Marty Lindsey and Jason Knauf were on the set of a film they were working on together in Denver when they began talking about the local dating scene. Within seconds, stories about how difficult it is being a single man in the Mile High City came pouring out.
“The floodgates opened. We made each other laugh harder with those stories than with the movie we were working on,” Lindsey recalls.
Those tales about the trials and tribulations of men searching for potential partners will now have their own place on the screen. What began as a conversation between two friends is being transformed into a TV series called Menver, which tracks the lives of two single men as they search for love in a city that seems to offer so many more options for straight single women, and shows "just how godawful it is to be a single guy in Denver." The pilot will premiere tonight, June 28, at the Mayan Theater.

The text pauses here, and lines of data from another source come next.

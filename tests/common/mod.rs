#![allow(dead_code)]

use image::DynamicImage;
use label_press::assets::{LabelTemplate, TemplateKind};
use label_press::canvas::{ImagePlacement, PageSurface, RenderError, Rule, TextRun};
use label_press::fonts::{FontCatalog, FontMetrics, FontWeight};

pub const ASCENT: f64 = 0.8;
pub const DESCENT: f64 = 0.2;

/// Fixed-pitch metrics: every character is `advance * size` wide.
pub struct FixedPitch {
    advance: f64,
}

impl FontMetrics for FixedPitch {
    fn ascent(&self, size: f64) -> f64 {
        size * ASCENT
    }

    fn descent(&self, size: f64) -> f64 {
        size * DESCENT
    }

    fn text_width(&self, text: &str, size: f64) -> f64 {
        text.chars().count() as f64 * size * self.advance
    }
}

/// Heavier weights are wider, like the real family.
pub struct SyntheticFonts {
    faces: [FixedPitch; 4],
}

impl SyntheticFonts {
    pub fn new() -> Self {
        Self {
            faces: [
                FixedPitch { advance: 0.55 },
                FixedPitch { advance: 0.6 },
                FixedPitch { advance: 0.62 },
                FixedPitch { advance: 0.65 },
            ],
        }
    }
}

impl FontCatalog for SyntheticFonts {
    fn metrics(&self, weight: FontWeight) -> &dyn FontMetrics {
        let index = match weight {
            FontWeight::Regular => 0,
            FontWeight::Medium => 1,
            FontWeight::SemiBold => 2,
            FontWeight::Bold => 3,
        };
        &self.faces[index]
    }
}

#[derive(Clone, Debug, PartialEq)]
pub struct RecordedText {
    pub page: usize,
    pub text: String,
    pub weight: FontWeight,
    pub size: f64,
    pub x: f64,
    pub y: f64,
}

#[derive(Clone, Debug, PartialEq)]
pub struct RecordedImage {
    pub page: usize,
    pub pixels: (u32, u32),
    pub placement: ImagePlacement,
}

#[derive(Clone, Debug, Default, PartialEq)]
pub struct RecordingSurface {
    pub pages: Vec<TemplateKind>,
    pub texts: Vec<RecordedText>,
    pub rules: Vec<(usize, Rule)>,
    pub images: Vec<RecordedImage>,
}

impl RecordingSurface {
    fn current(&self) -> Result<usize, RenderError> {
        self.pages
            .len()
            .checked_sub(1)
            .ok_or(RenderError::NoActivePage)
    }

    pub fn text(&self, text: &str) -> Option<&RecordedText> {
        self.texts.iter().find(|run| run.text == text)
    }

    pub fn texts_on(&self, page: usize) -> Vec<&str> {
        self.texts
            .iter()
            .filter(|run| run.page == page)
            .map(|run| run.text.as_str())
            .collect()
    }
}

impl PageSurface for RecordingSurface {
    fn begin_page(&mut self, template: &LabelTemplate) -> Result<(), RenderError> {
        self.pages.push(template.kind());
        Ok(())
    }

    fn draw_text(&mut self, run: &TextRun<'_>) -> Result<(), RenderError> {
        let page = self.current()?;
        self.texts.push(RecordedText {
            page,
            text: run.text.to_owned(),
            weight: run.weight,
            size: run.size,
            x: run.x,
            y: run.y,
        });
        Ok(())
    }

    fn draw_rule(&mut self, rule: &Rule) -> Result<(), RenderError> {
        let page = self.current()?;
        self.rules.push((page, *rule));
        Ok(())
    }

    fn draw_image(
        &mut self,
        image: &DynamicImage,
        placement: ImagePlacement,
    ) -> Result<(), RenderError> {
        use image::GenericImageView;

        let page = self.current()?;
        self.images.push(RecordedImage {
            page,
            pixels: image.dimensions(),
            placement,
        });
        Ok(())
    }
}

pub fn template(kind: TemplateKind) -> LabelTemplate {
    let (width, height) = match kind {
        TemplateKind::Products => (900, 650),
        TemplateKind::TeaBank => (1654, 1654),
        TemplateKind::TeaBox => (1890, 236),
        TemplateKind::TipsFront | TemplateKind::TipsBack => (650, 1000),
    };
    LabelTemplate::from_image(kind, DynamicImage::new_rgb8(width, height))
}
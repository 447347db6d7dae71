mod common;

use std::path::PathBuf;

use common::{template, RecordingSurface, SyntheticFonts};
use label_press::assets::TemplateKind;
use label_press::batch::{build_product_batch_with, build_tea_batch_with, BANK_DIR, BOX_DIR};
use label_press::canvas::RenderError;
use label_press::labels::{compose_product, compose_tea_bank, compose_tea_box, LabelGeometry, TeaDocuments};
use label_press::records::{ProductRecord, TeaRecord};

/// Stand-in document: one byte per page started on the surface.
fn pages_of(surface: &RecordingSurface) -> Vec<u8> {
    surface.pages.iter().map(|kind| *kind as u8).collect()
}

fn compose_tea(record: &TeaRecord) -> Result<TeaDocuments, RenderError> {
    let fonts = SyntheticFonts::new();
    let geometry = LabelGeometry::default();

    let mut bank = RecordingSurface::default();
    compose_tea_bank(&mut bank, &fonts, &template(TemplateKind::TeaBank), &geometry.tea_bank, record)?;
    let mut box_label = RecordingSurface::default();
    compose_tea_box(&mut box_label, &fonts, &template(TemplateKind::TeaBox), &geometry.tea_box, record)?;

    Ok(TeaDocuments {
        bank: pages_of(&bank),
        box_label: pages_of(&box_label),
    })
}

fn compose_products(record: &ProductRecord) -> Result<Vec<u8>, RenderError> {
    let mut surface = RecordingSurface::default();
    compose_product(
        &mut surface,
        &SyntheticFonts::new(),
        &template(TemplateKind::Products),
        &LabelGeometry::default().products,
        record,
    )?;
    Ok(pages_of(&surface))
}

fn teas() -> Vec<TeaRecord> {
    ["Шу Пуэр", "Те Гуань Инь", "Шу Пуэр"]
        .into_iter()
        .map(|name| TeaRecord {
            tea_type: "Улун".into(),
            name: name.into(),
            price: 30,
        })
        .collect()
}

#[test]
fn tea_batch_yields_bank_and_box_per_record() {
    let records = teas();
    let documents = build_tea_batch_with(&records, compose_tea).expect("batch builds");
    assert_eq!(documents.len(), 2 * records.len());

    let paths: Vec<PathBuf> = documents.iter().map(|doc| doc.path.clone()).collect();
    let expected: Vec<PathBuf> = ["Шу Пуэр", "Те Гуань Инь", "Шу Пуэр_2"]
        .iter()
        .flat_map(|name| {
            [
                PathBuf::from(BANK_DIR).join(format!("{name}.pdf")),
                PathBuf::from(BOX_DIR).join(format!("{name}.pdf")),
            ]
        })
        .collect();
    assert_eq!(paths, expected);

    for document in &documents {
        let kind = if document.path.starts_with(BANK_DIR) {
            TemplateKind::TeaBank
        } else {
            TemplateKind::TeaBox
        };
        assert_eq!(document.bytes, vec![kind as u8], "{:?}", document.path);
    }
}

#[test]
fn product_batch_yields_one_two_page_document_per_record() {
    let records: Vec<ProductRecord> = (1..=4)
        .map(|hours| ProductRecord {
            name: format!("круассан {hours}"),
            price: 150,
            hours,
        })
        .collect();
    let documents = build_product_batch_with(&records, compose_products).expect("batch builds");

    assert_eq!(documents.len(), records.len());
    for (document, record) in documents.iter().zip(&records) {
        assert_eq!(document.path, PathBuf::from(format!("{}.pdf", record.name)));
        let page = TemplateKind::Products as u8;
        assert_eq!(document.bytes, vec![page, page]);
    }
}

#[test]
fn failing_record_aborts_the_batch() {
    let records = teas();
    let result = build_tea_batch_with(&records, |record| {
        if record.name == "Те Гуань Инь" {
            Err(RenderError::EmptyDocument)
        } else {
            compose_tea(record)
        }
    });
    assert!(matches!(result, Err(RenderError::EmptyDocument)));
}

#[test]
fn empty_batches_build_nothing() {
    assert!(build_tea_batch_with(&[], compose_tea).expect("empty batch").is_empty());
    assert!(build_product_batch_with(&[], compose_products)
        .expect("empty batch")
        .is_empty());
}
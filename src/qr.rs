//! Styled QR code rasters for the tip-jar cards.
//!
//! Codes are always encoded at the highest error-correction level.  The styled renderer draws
//! rounded data modules and rounded finder eyes; when it cannot honour the requested size the
//! plain square renderer is used instead.  Both read the same module matrix, so the payload is
//! identical whichever path produced the image.

use std::fmt;
use std::io::Cursor;

use image::imageops::{self, FilterType};
use image::{DynamicImage, ImageBuffer, ImageOutputFormat, Rgba, RgbaImage};
use log::warn;
use qrcode::{Color as Module, EcLevel, QrCode};

use crate::canvas::Color;

/// Module color of the printed code.
pub const QR_FOREGROUND: Color = Color::from_hex(0x231F20);

/// Background behind the printed code.
pub const QR_BACKGROUND: Color = Color::from_hex(0xFEF6E9);

/// Quiet zone width in modules.
const BORDER: u32 = 1;

/// Rounded modules collapse into blobs below this many pixels per module.
const MIN_STYLED_PITCH: u32 = 2;

/// Side of a finder pattern in modules.
const EYE_MODULES: usize = 7;

/// Errors raised while encoding or rasterizing a QR code.
#[derive(Debug)]
pub enum QrError {
    /// The payload does not fit any QR version at the required error-correction level.
    Encode(qrcode::types::QrError),
    /// The styled renderer cannot draw at the requested size.
    ModulesTooSmall {
        /// Requested output size.
        size_px: u32,
        /// Modules per side including the quiet zone.
        modules: u32,
    },
    /// PNG encoding failed.
    Png(image::ImageError),
}

impl fmt::Display for QrError {
    fn fmt(&self, f: &mut fmt::Formatter<'_>) -> fmt::Result {
        match self {
            Self::Encode(err) => write!(f, "failed to encode QR payload: {err}"),
            Self::ModulesTooSmall { size_px, modules } => write!(
                f,
                "{size_px}px is too small for {modules} rounded modules"
            ),
            Self::Png(err) => write!(f, "failed to encode QR PNG: {err}"),
        }
    }
}

impl std::error::Error for QrError {
    fn source(&self) -> Option<&(dyn std::error::Error + 'static)> {
        match self {
            Self::Png(err) => Some(err),
            Self::Encode(_) | Self::ModulesTooSmall { .. } => None,
        }
    }
}

impl From<qrcode::types::QrError> for QrError {
    fn from(err: qrcode::types::QrError) -> Self {
        Self::Encode(err)
    }
}

/// Encoded payload and its square module matrix.
#[derive(Clone)]
pub struct ModuleGrid {
    code: QrCode,
    width: usize,
    dark: Vec<bool>,
}

impl ModuleGrid {
    /// Encodes `data` verbatim at error-correction level H.
    pub fn encode(data: &str) -> Result<Self, QrError> {
        let code = QrCode::with_error_correction_level(data.as_bytes(), EcLevel::H)?;
        let width = code.width();
        let dark = code
            .to_colors()
            .into_iter()
            .map(|module| module == Module::Dark)
            .collect();
        Ok(Self { code, width, dark })
    }

    /// Modules per side, without the quiet zone.
    pub fn width(&self) -> usize {
        self.width
    }

    /// Modules per side including the quiet zone on both edges.
    pub fn framed_width(&self) -> u32 {
        self.width as u32 + 2 * BORDER
    }

    /// Whether the module at `(x, y)` is dark.  Coordinates outside the grid are light.
    pub fn is_dark(&self, x: i64, y: i64) -> bool {
        let width = self.width as i64;
        if x < 0 || y < 0 || x >= width || y >= width {
            return false;
        }
        self.dark[(y * width + x) as usize]
    }

    fn in_eye(&self, x: usize, y: usize) -> bool {
        let far = self.width - EYE_MODULES;
        (x < EYE_MODULES && y < EYE_MODULES)
            || (x >= far && y < EYE_MODULES)
            || (x < EYE_MODULES && y >= far)
    }

    fn eye_origins(&self) -> [(usize, usize); 3] {
        let far = self.width - EYE_MODULES;
        [(0, 0), (far, 0), (0, far)]
    }
}

impl fmt::Debug for ModuleGrid {
    fn fmt(&self, f: &mut fmt::Formatter<'_>) -> fmt::Result {
        f.debug_struct("ModuleGrid")
            .field("width", &self.width)
            .field("version", &self.code.version())
            .finish()
    }
}

/// Which renderer produced a raster.
#[derive(Clone, Copy, Debug, PartialEq, Eq)]
pub enum QrStyle {
    /// Rounded modules and eyes.
    Styled,
    /// Square modules.
    Plain,
}

fn rgba(color: Color) -> Rgba<u8> {
    Rgba([color.r, color.g, color.b, 0xff])
}

/// Square modules, `pitch` pixels each, without a quiet zone.
pub fn render_plain(grid: &ModuleGrid, pitch: u32) -> RgbaImage {
    grid.code
        .render::<Rgba<u8>>()
        .quiet_zone(false)
        .module_dimensions(pitch, pitch)
        .dark_color(rgba(QR_FOREGROUND))
        .light_color(rgba(QR_BACKGROUND))
        .build()
}

/// Rounded modules and eyes, `pitch` pixels per module, without a quiet zone.
///
/// A data module's corner is rounded only where both neighbours on that corner are light, so
/// runs of dark modules stay connected.
pub fn render_styled(grid: &ModuleGrid, pitch: u32) -> RgbaImage {
    let side = grid.width() as u32 * pitch;
    let mut image = ImageBuffer::from_pixel(side, side, rgba(QR_BACKGROUND));
    let dark = rgba(QR_FOREGROUND);
    let light = rgba(QR_BACKGROUND);
    let radius = f64::from(pitch) / 2.0;
    let origin = |index: usize| index as u32 * pitch;

    for y in 0..grid.width() {
        for x in 0..grid.width() {
            if grid.in_eye(x, y) || !grid.is_dark(x as i64, y as i64) {
                continue;
            }
            let (xi, yi) = (x as i64, y as i64);
            let corners = [
                !grid.is_dark(xi - 1, yi) && !grid.is_dark(xi, yi - 1),
                !grid.is_dark(xi + 1, yi) && !grid.is_dark(xi, yi - 1),
                !grid.is_dark(xi - 1, yi) && !grid.is_dark(xi, yi + 1),
                !grid.is_dark(xi + 1, yi) && !grid.is_dark(xi, yi + 1),
            ];
            fill_module(&mut image, origin(x), origin(y), pitch, corners, dark);
        }
    }

    let outer = EYE_MODULES as u32 * pitch;
    for (ex, ey) in grid.eye_origins() {
        let (x0, y0) = (origin(ex), origin(ey));
        fill_rounded_rect(&mut image, x0, y0, outer, outer, f64::from(pitch), dark);
        fill_rounded_rect(
            &mut image,
            x0 + pitch,
            y0 + pitch,
            outer - 2 * pitch,
            outer - 2 * pitch,
            radius,
            light,
        );
        fill_rounded_rect(
            &mut image,
            x0 + 2 * pitch,
            y0 + 2 * pitch,
            outer - 4 * pitch,
            outer - 4 * pitch,
            radius,
            dark,
        );
    }
    image
}

fn fill_module(image: &mut RgbaImage, x0: u32, y0: u32, pitch: u32, rounded: [bool; 4], color: Rgba<u8>) {
    let size = f64::from(pitch);
    let radius = size / 2.0;
    for dy in 0..pitch {
        for dx in 0..pitch {
            let px = f64::from(dx) + 0.5;
            let py = f64::from(dy) + 0.5;
            let corner = match (px < radius, py < radius) {
                (true, true) => 0,
                (false, true) => 1,
                (true, false) => 2,
                (false, false) => 3,
            };
            if rounded[corner] {
                let cx = if px < radius { radius } else { size - radius };
                let cy = if py < radius { radius } else { size - radius };
                if outside_corner(px, py, cx, cy, radius, size) {
                    continue;
                }
            }
            image.put_pixel(x0 + dx, y0 + dy, color);
        }
    }
}

fn outside_corner(px: f64, py: f64, cx: f64, cy: f64, radius: f64, size: f64) -> bool {
    let in_corner_x = px < radius || px > size - radius;
    let in_corner_y = py < radius || py > size - radius;
    in_corner_x && in_corner_y && (px - cx).powi(2) + (py - cy).powi(2) > radius * radius
}

fn fill_rounded_rect(
    image: &mut RgbaImage,
    x0: u32,
    y0: u32,
    width: u32,
    height: u32,
    radius: f64,
    color: Rgba<u8>,
) {
    let (w, h) = (f64::from(width), f64::from(height));
    for dy in 0..height {
        for dx in 0..width {
            let px = f64::from(dx) + 0.5;
            let py = f64::from(dy) + 0.5;
            let cx = px.clamp(radius, (w - radius).max(radius));
            let cy = py.clamp(radius, (h - radius).max(radius));
            if (px - cx).powi(2) + (py - cy).powi(2) > radius * radius {
                continue;
            }
            image.put_pixel(x0 + dx, y0 + dy, color);
        }
    }
}

/// Centres `code` on a `side` square of background, which leaves at least the quiet zone
/// around it when the pitch was derived from [`ModuleGrid::framed_width`].
fn frame(code: &RgbaImage, side: u32) -> RgbaImage {
    let mut canvas = ImageBuffer::from_pixel(side, side, rgba(QR_BACKGROUND));
    let offset = side.saturating_sub(code.width()) / 2;
    imageops::replace(&mut canvas, code, offset, offset);
    canvas
}

/// Whole pixels per module that fit `size_px` together with the quiet zone.
fn pitch_for(grid: &ModuleGrid, size_px: u32) -> u32 {
    size_px / grid.framed_width()
}

fn styled_at(grid: &ModuleGrid, size_px: u32) -> Result<RgbaImage, QrError> {
    let pitch = pitch_for(grid, size_px);
    if pitch < MIN_STYLED_PITCH {
        return Err(QrError::ModulesTooSmall {
            size_px,
            modules: grid.framed_width(),
        });
    }
    Ok(frame(&render_styled(grid, pitch), size_px))
}

fn plain_at(grid: &ModuleGrid, size_px: u32) -> RgbaImage {
    let pitch = pitch_for(grid, size_px);
    if pitch >= 1 {
        return frame(&render_plain(grid, pitch), size_px);
    }
    warn!(
        "{size_px}px cannot hold {} whole modules; the QR code is downscaled",
        grid.framed_width()
    );
    let full = frame(&render_plain(grid, 1), grid.framed_width());
    imageops::resize(&full, size_px, size_px, FilterType::Nearest)
}

/// Encodes `url` and returns a `size_px` square raster plus the renderer that drew it.
///
/// Every module is drawn with the same whole number of pixels and the code is centred, so the
/// raster decodes at any size that holds at least one pixel per module.
pub fn generate_image(url: &str, size_px: u32) -> Result<(RgbaImage, QrStyle), QrError> {
    let grid = ModuleGrid::encode(url)?;
    match styled_at(&grid, size_px) {
        Ok(raster) => Ok((raster, QrStyle::Styled)),
        Err(err) => {
            warn!("Styled QR rendering unavailable ({err}); using square modules");
            Ok((plain_at(&grid, size_px), QrStyle::Plain))
        }
    }
}

/// Encodes `url` into a `size_px` square PNG.
pub fn generate(url: &str, size_px: u32) -> Result<Vec<u8>, QrError> {
    let (raster, _) = generate_image(url, size_px)?;
    let mut bytes = Vec::new();
    DynamicImage::ImageRgba8(raster)
        .write_to(&mut Cursor::new(&mut bytes), ImageOutputFormat::Png)
        .map_err(QrError::Png)?;
    Ok(bytes)
}

#[cfg(test)]
mod tests {
    use super::*;

    const LINK: &str = "https://netmonet.co/tip/123456?o=1";

    fn assert_matches_grid(image: &RgbaImage, grid: &ModuleGrid, pitch: u32, offset: u32) {
        for y in 0..grid.width() {
            for x in 0..grid.width() {
                let px = offset + x as u32 * pitch + pitch / 2;
                let py = offset + y as u32 * pitch + pitch / 2;
                assert_eq!(
                    *image.get_pixel(px, py) == rgba(QR_FOREGROUND),
                    grid.is_dark(x as i64, y as i64),
                    "module ({x}, {y}) differs"
                );
            }
        }
    }

    fn decode(png: &[u8]) -> Vec<String> {
        let luma = image::load_from_memory_with_format(png, image::ImageFormat::Png)
            .expect("valid png")
            .to_luma8();
        let mut prepared = rqrr::PreparedImage::prepare_from_greyscale(
            luma.width() as usize,
            luma.height() as usize,
            |x, y| luma.get_pixel(x as u32, y as u32).0[0],
        );
        prepared
            .detect_grids()
            .into_iter()
            .filter_map(|grid| grid.decode().ok())
            .map(|(_, content)| content)
            .collect()
    }

    fn png(image: RgbaImage) -> Vec<u8> {
        let mut bytes = Vec::new();
        DynamicImage::ImageRgba8(image)
            .write_to(&mut Cursor::new(&mut bytes), ImageOutputFormat::Png)
            .expect("png encodes");
        bytes
    }

    fn link_of_length(len: usize) -> String {
        let base = "https://pay.example/t/";
        format!("{base}{}", "a1B2c3".chars().cycle().take(len - base.len()).collect::<String>())
    }

    #[test]
    fn styled_and_plain_carry_the_same_modules() {
        let grid = ModuleGrid::encode(LINK).expect("encodes");
        assert_matches_grid(&render_styled(&grid, 10), &grid, 10, 0);
        assert_matches_grid(&render_plain(&grid, 10), &grid, 10, 0);
    }

    #[test]
    fn card_raster_uses_whole_pixel_modules() {
        let grid = ModuleGrid::encode(LINK).expect("encodes");
        let pitch = pitch_for(&grid, 180);
        let offset = (180 - grid.width() as u32 * pitch) / 2;
        assert!(offset >= pitch, "quiet zone narrower than a module");

        let (image, style) = generate_image(LINK, 180).expect("encodes");
        assert_eq!(style, QrStyle::Styled);
        assert_eq!(image.dimensions(), (180, 180));
        assert_matches_grid(&image, &grid, pitch, offset);
    }

    #[test]
    fn card_sized_codes_decode_to_the_link() {
        for len in (30..=300).step_by(10) {
            let link = link_of_length(len);
            let png = generate(&link, 180).expect("encodes");
            assert_eq!(decode(&png), vec![link.clone()], "length {len}");
        }
    }

    #[test]
    fn plain_fallback_decodes_to_the_link() {
        let grid = ModuleGrid::encode(LINK).expect("encodes");
        let side = grid.framed_width() * 3;
        let image = frame(&render_plain(&grid, 3), side);
        assert_matches_grid(&image, &grid, 3, 3);
        assert_eq!(decode(&png(image)), vec![LINK.to_owned()]);
    }

    #[test]
    fn tiny_output_falls_back_to_plain() {
        let (image, style) = generate_image(LINK, 20).expect("encodes");
        assert_eq!(style, QrStyle::Plain);
        assert_eq!(image.dimensions(), (20, 20));
    }

    #[test]
    fn one_pixel_pitch_is_plain_and_exact() {
        let grid = ModuleGrid::encode(LINK).expect("encodes");
        let size = grid.framed_width() + 1;
        let (image, style) = generate_image(LINK, size).expect("encodes");
        assert_eq!(style, QrStyle::Plain);
        assert_matches_grid(&image, &grid, 1, 1);
    }

    #[test]
    fn png_output_is_deterministic() {
        let first = generate(LINK, 180).expect("encodes");
        let second = generate(LINK, 180).expect("encodes");
        assert!(first.starts_with(&[0x89, b'P', b'N', b'G']));
        assert_eq!(first, second);
    }

    #[test]
    fn oversized_payload_is_rejected() {
        let url = format!("https://example.com/{}", "x".repeat(4000));
        assert!(matches!(generate(&url, 180), Err(QrError::Encode(_))));
    }
}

Denver has developed quite a reputation over the past decade as a city where single women are few amid an oversaturation of single men. A 2015 survey by the U.S. Census Bureau confirmed this: Never married males outnumbered their never-married counterparts by 19,000.
But despite this male-skewed stat, Lindsey thinks the Menver problem was even worse five or ten years ago. “There was a time when you would go out for a beer and 90 percent of the people in the place were men,” he says.
Not only does the series share stories that single men in Denver can relate to, but it also has an all-Colorado cast. If the pilot gets picked up by a network, Menver could bring a TV production project to a city that craves more film work almost more than its residents do dates.
And with that, an influx of single female actresses looking for mates could help Denver shake its alter ego of Menver.